For those saying “make a clean break,” think. About it like this.

Imagine you’re splitting from your partner and one of your children is going to stay living with you and the others are going to live with your ex.

Now imagine saying to your resident child “sorry, you can’t live with your brother/sister any more, but you can see them when you see daddy. No, I won’t ever see them again.”

And then saying to the other children, “you don’t live here any more, and you can’t ever see your sister except when she comes to stay with daddy. No. You won’t be coming here again.”

Now, posters here will argue that it’s different because they’re not all the OP’s children. But for the children it isn’t different.

All they will know is that they’re being split up as a sibling group, and that suddenly the adults are telling them they can’t see each other again apart from when the adults say so.

The children aren’t going to see it from the perspective of being half siblings, especially the youngest who has never known any different than these children being her siblings.

Bearing in mind they’ve lived together full-time. This isn’t an arrangement where they’re used to their half siblings coming to stay every other weekend or whenever. They’re a full sibling group in every sense of the word apart from biology, which to young children is meaningless.

People really think, that having had to get used to their parents’ split, children should just have to accept being separated from each other because the parents don’t want to see them again?
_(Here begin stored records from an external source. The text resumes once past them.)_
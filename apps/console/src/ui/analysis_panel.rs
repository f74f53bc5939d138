use dioxus::prelude::*;

/// Single action control: payload input, run button and the outcome banners.
#[component]
pub fn AnalysisPanel(
    loading: bool,
    message: Option<String>,
    error: Option<String>,
    on_analyze: EventHandler<String>,
) -> Element {
    let mut payload = use_signal(String::new);

    rsx! {
        div { class: "rounded-lg border border-slate-200 bg-white p-4 shadow-sm space-y-3",
            h3 { class: "text-sm font-semibold text-slate-800", "Run analysis" }
            textarea {
                class: "w-full rounded border border-slate-200 p-2 text-xs font-mono",
                rows: "4",
                placeholder: "Optional packet/activity data...",
                value: "{payload}",
                oninput: move |evt| payload.set(evt.value()),
            }
            button {
                class: "w-full rounded bg-blue-600 px-3 py-2 text-sm font-medium text-white disabled:opacity-60",
                disabled: loading,
                onclick: move |_| on_analyze.call(payload.read().clone()),
                if loading {
                    span { class: "mr-2 inline-block h-3 w-3 animate-spin rounded-full border-2 border-white border-t-transparent" }
                    "Analyzing…"
                } else {
                    "Analyze Logs"
                }
            }
            if let Some(ref message) = message {
                div { class: "rounded border border-sky-200 bg-sky-50 p-2 text-xs text-sky-800", "{message}" }
            }
            if let Some(ref error) = error {
                div { class: "rounded border border-red-200 bg-red-50 p-2 text-xs text-red-700", "{error}" }
            }
        }
    }
}
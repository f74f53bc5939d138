use dioxus::prelude::*;
use ids_console::models::BaselineRow;

#[component]
pub fn BaselineTable(rows: Vec<BaselineRow>) -> Element {
    rsx! {
        div { class: "rounded-lg border border-slate-200 bg-white p-4 shadow-sm",
            h3 { class: "mb-3 text-sm font-semibold text-slate-800", "Baseline Statistics" }
            table { class: "w-full text-sm",
                thead { class: "bg-slate-50 text-slate-600",
                    tr {
                        th { class: "px-2 py-1 text-left", "Event" }
                        th { class: "px-2 py-1 text-right", "Mean" }
                        th { class: "px-2 py-1 text-right", "Std Dev" }
                    }
                }
                tbody {
                    // duplicate event names are legal, so rows are keyed by position
                    for (idx, row) in rows.iter().enumerate() {
                        tr { key: "{idx}", class: "border-t border-slate-100",
                            td { class: "px-2 py-1 text-slate-800", "{row.event}" }
                            td { class: "px-2 py-1 text-right tabular-nums", "{row.mean}" }
                            td { class: "px-2 py-1 text-right tabular-nums", "{row.stddev}" }
                        }
                    }
                    if rows.is_empty() {
                        tr {
                            td { colspan: "3", class: "py-6 text-center text-slate-400", "No data yet" }
                        }
                    }
                }
            }
        }
    }
}
use dioxus::prelude::*;
use ids_console::models::BackendHealth;

#[component]
pub fn NavBar(endpoint: String, health: BackendHealth) -> Element {
    let (pill, label) = if health.online {
        ("bg-green-100 text-green-700", "online")
    } else {
        ("bg-slate-100 text-slate-500", "offline")
    };
    let detail = health.detail.clone().unwrap_or_default();

    rsx! {
        nav { class: "border-b border-slate-200 bg-white shadow-sm",
            div { class: "mx-auto flex max-w-7xl items-center justify-between px-4 py-3",
                a { class: "text-lg font-bold text-slate-900", href: "#", "IDS Dashboard" }
                div { class: "flex items-center gap-3 text-xs text-slate-500",
                    span { "API: {endpoint}" }
                    span { class: format!("rounded-full px-2 py-0.5 {pill}"), title: "{detail}", "{label}" }
                }
            }
        }
    }
}
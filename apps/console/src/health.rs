use crate::api::ClientError;
use crate::models::BackendHealth;

const BASE_INTERVAL_MS: u64 = 3_000;
const MAX_INTERVAL_MS: u64 = 15_000;

/// Bookkeeping for the periodic `/status` probe: backs off after failures and
/// resets on the first success.
#[derive(Clone, Debug, Default)]
pub struct HealthTracker {
    consecutive_failures: u32,
    health: BackendHealth,
}

impl HealthTracker {
    pub fn consecutive_failures(&self) -> u32 {
        self.consecutive_failures
    }

    pub fn record_success(&mut self, detail: String) -> &BackendHealth {
        self.consecutive_failures = 0;
        self.health = BackendHealth {
            online: true,
            detail: Some(detail).filter(|text| !text.is_empty()),
        };
        &self.health
    }

    pub fn record_failure(&mut self, err: &ClientError) -> &BackendHealth {
        self.consecutive_failures = self.consecutive_failures.saturating_add(1);
        self.health = BackendHealth {
            online: false,
            detail: Some(err.to_string()),
        };
        &self.health
    }

    pub fn next_interval_ms(&self) -> u64 {
        if self.consecutive_failures == 0 {
            return BASE_INTERVAL_MS;
        }
        (BASE_INTERVAL_MS * 2u64.pow(self.consecutive_failures.min(3))).min(MAX_INTERVAL_MS)
    }
}
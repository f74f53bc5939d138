use dioxus::prelude::*;
use ids_console::models::StatCardData;

#[component]
pub fn StatCard(card: StatCardData) -> Element {
    let badge = if card.is_positive() {
        "bg-green-100 text-green-700"
    } else {
        "bg-red-100 text-red-700"
    };
    let delta = card.delta_label();

    rsx! {
        div { class: "rounded-lg border border-slate-200 bg-white p-4 shadow-sm",
            p { class: "text-xs uppercase tracking-wide text-slate-500", "{card.title}" }
            div { class: "mt-1 flex items-baseline gap-2",
                span { class: "text-2xl font-semibold text-slate-900", "{card.value}" }
                span { class: format!("rounded px-2 py-0.5 text-xs {badge}"), "{delta}" }
            }
        }
    }
}
pub mod analysis_panel;
pub mod baseline_table;
pub mod donut;
pub mod nav_bar;
pub mod spark_line;
pub mod stat_card;
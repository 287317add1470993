//! Operand generation and the exact reference product.
//!
//! Matrices are drawn from the small alphabet `0..TOP_VALUE` with the
//! configured probability mass on zero and the remainder uniform, the
//! distribution the sparsity experiments sweep over.

use ndarray::{Array3, Axis};
use rand::distributions::{Distribution, WeightedIndex};
use rand::rngs::StdRng;

/// Exclusive upper bound of the operand alphabet.
pub const TOP_VALUE: i64 = 10;

/// Draw a `threads×rows×cols` operand tensor.  `sparsity` is the
/// probability of a zero cell; the remaining mass is uniform over
/// `1..TOP_VALUE`.
pub fn sparse_batch(
    rng: &mut StdRng,
    threads: usize,
    rows: usize,
    cols: usize,
    sparsity: f64,
) -> Result<Array3<i64>, String> {
    let mut weights = vec![(1.0 - sparsity) / (TOP_VALUE - 1) as f64; TOP_VALUE as usize];
    weights[0] = sparsity;
    let alphabet =
        WeightedIndex::new(&weights).map_err(|e| format!("bad sparsity {sparsity}: {e}"))?;

    Ok(Array3::from_shape_fn((threads, rows, cols), |_| {
        alphabet.sample(rng) as i64
    }))
}

/// Exact integer batched product `west @ north`: one `N×N` matrix product
/// per thread.
pub fn matmul_batch(west: &Array3<i64>, north: &Array3<i64>) -> Array3<i64> {
    let (threads, rows, _) = west.dim();
    let (_, _, cols) = north.dim();
    let mut out = Array3::zeros((threads, rows, cols));
    for t in 0..threads {
        let product = west
            .index_axis(Axis(0), t)
            .dot(&north.index_axis(Axis(0), t));
        out.index_axis_mut(Axis(0), t).assign(&product);
    }
    out
}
Once again: that's the OP's ex's problem to sort. Not the OP. He could sort it and mitigate damage very easily. WHY is it in the OP
buckeejit · 18/08/2021 11:14

Op I'm so sorry for your situation.

I'd also go for a total clean break to start as you don't trust him not to take advantage of your good nature & may say 'you'll be at school anyway etc'.

Be totally honest with him that you don't want to arrange anything regular until he has his childcare arrangements sorted out (& hopefully spend time himself with his dc) as you haven't seen him be responsible so far. Tell him that you will contact him to ask dsc to tea sometime & to please confirm to you childcare arrangements when he has them in place. You'll want to know if he's using childcare or not when he has your dc. Is money a plenty? Maybe a nanny is the easiest option for him. Good luck with it all

FrangipaniDeLaSqueegeeMop · 18/08/2021 11:16

@MattyGroves

People really think, that having had to get used to their parents’ split, children should just have to accept being separated from each other because the parents don’t want to see them again?
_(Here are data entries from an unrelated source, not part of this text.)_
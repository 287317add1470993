//! Input packing and output unpacking.
//!
//! Row `i` of the west operands becomes input FIFO `i` with `i` leading
//! bubbles per lane; column `j` of the north operands becomes input FIFO
//! `j` with `j` leading bubbles.  The staircase of bubbles is the diagonal
//! skew that lands each operand at PE `(i, j)` on the cycle its partner
//! arrives.  Unpacking reverses the trip at the sinks so the driver can
//! recognize completion.

use ndarray::Array3;

use super::buffer::LaneBuffer;
use super::cell::Cell;

// ── Packing ───────────────────────────────────────────────────

/// West-edge input FIFOs, one per array row.  Lane `t` of FIFO `i` carries
/// `i` bubbles followed by `west[t, i, :]`.
pub fn pack_west(west: &Array3<i64>, log: bool) -> Vec<LaneBuffer> {
    let (threads, rows, cols) = west.dim();
    (0..rows)
        .map(|i| {
            let lanes = (0..threads)
                .map(|t| {
                    let mut lane = Vec::with_capacity(i + cols);
                    lane.resize(i, Cell::Bubble);
                    lane.extend((0..cols).map(|k| Cell::Value(west[[t, i, k]])));
                    lane
                })
                .collect();
            LaneBuffer::input(lanes, i as i32, -1, log)
        })
        .collect()
}

/// North-edge input FIFOs, one per array column.  Lane `t` of FIFO `j`
/// carries `j` bubbles followed by `north[t, :, j]`.
pub fn pack_north(north: &Array3<i64>, log: bool) -> Vec<LaneBuffer> {
    let (threads, rows, cols) = north.dim();
    (0..cols)
        .map(|j| {
            let lanes = (0..threads)
                .map(|t| {
                    let mut lane = Vec::with_capacity(j + rows);
                    lane.resize(j, Cell::Bubble);
                    lane.extend((0..rows).map(|k| Cell::Value(north[[t, k, j]])));
                    lane
                })
                .collect();
            LaneBuffer::input(lanes, -1, j as i32, log)
        })
        .collect()
}

// ── Unpacking ─────────────────────────────────────────────────

/// Reassemble the east sinks (one per row) into a `T×N×M` tensor.  Only
/// full-length lanes are written; everything else stays zero.
pub fn unpack_east(sinks: &[&LaneBuffer], shape: (usize, usize, usize)) -> Array3<i64> {
    let (threads, _rows, cols) = shape;
    let mut out = Array3::zeros(shape);
    for (i, sink) in sinks.iter().enumerate() {
        for t in 0..threads {
            let lane = match sink.lane(t) {
                Some(lane) if lane.len() == cols => lane,
                _ => continue,
            };
            for (k, cell) in lane.iter().enumerate() {
                if let Cell::Value(v) = cell {
                    out[[t, i, k]] = *v;
                }
            }
        }
    }
    out
}

/// Reassemble the south sinks (one per column) into a `T×M×N` tensor.
pub fn unpack_south(sinks: &[&LaneBuffer], shape: (usize, usize, usize)) -> Array3<i64> {
    let (threads, rows, _cols) = shape;
    let mut out = Array3::zeros(shape);
    for (j, sink) in sinks.iter().enumerate() {
        for t in 0..threads {
            let lane = match sink.lane(t) {
                Some(lane) if lane.len() == rows => lane,
                _ => continue,
            };
            for (k, cell) in lane.iter().enumerate() {
                if let Cell::Value(v) = cell {
                    out[[t, k, j]] = *v;
                }
            }
        }
    }
    out
}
Err, yes. It's not like they won't see each other at all - they will have EOW at their dad's plus a day a week at his as well. What's the alternative? The OP doesn't have parental responsibility for the step kids and her ex certainly isn't going to take his for longer

Exactly!! Sadly when parents split children suffer. Mine did. But in the long run they'd suffer more with 2 miserable parents in a tense household where MH is hanging by a thread. We can't always do what's perfect for our kids but we do what's best. And in the OP's case, her ex needs to do the best for all 3 of his children
billy1966 · 18/08/2021 11:17

OP,

@Bentoforthehorde makes a goid suggestion.

Email your decision to not be in any way involved in childcare going forward.

Tell him you will be informing the school.

Tell him the reason the marriage has ended is his complete refusal to be in any way involved in HIS children.

Tell him that if he attempts to dump his children on you at your new address you will be contacting the police and SS.

Putting this on paper makes your position clear.
Do it the minute you are out of the house.

This confirms that he has been informed.

You need to protect yourself from this man, at all costs.

Flowers
catchingzzzeds · 18/08/2021 11:17

I really feel for you, it's an impossible situation and I don't know what to advise.
I would like to share my experience of my mother and stepfather separating though.

I had a very close relationship with my half brother and it literally felt like he was ripped away from me. My DB was a huge part of me and when we went from living together full time to adhoc visits I felt bereft. It damaged our bond and we now don't have much of a relationship at all. It has had a profound effect on my life.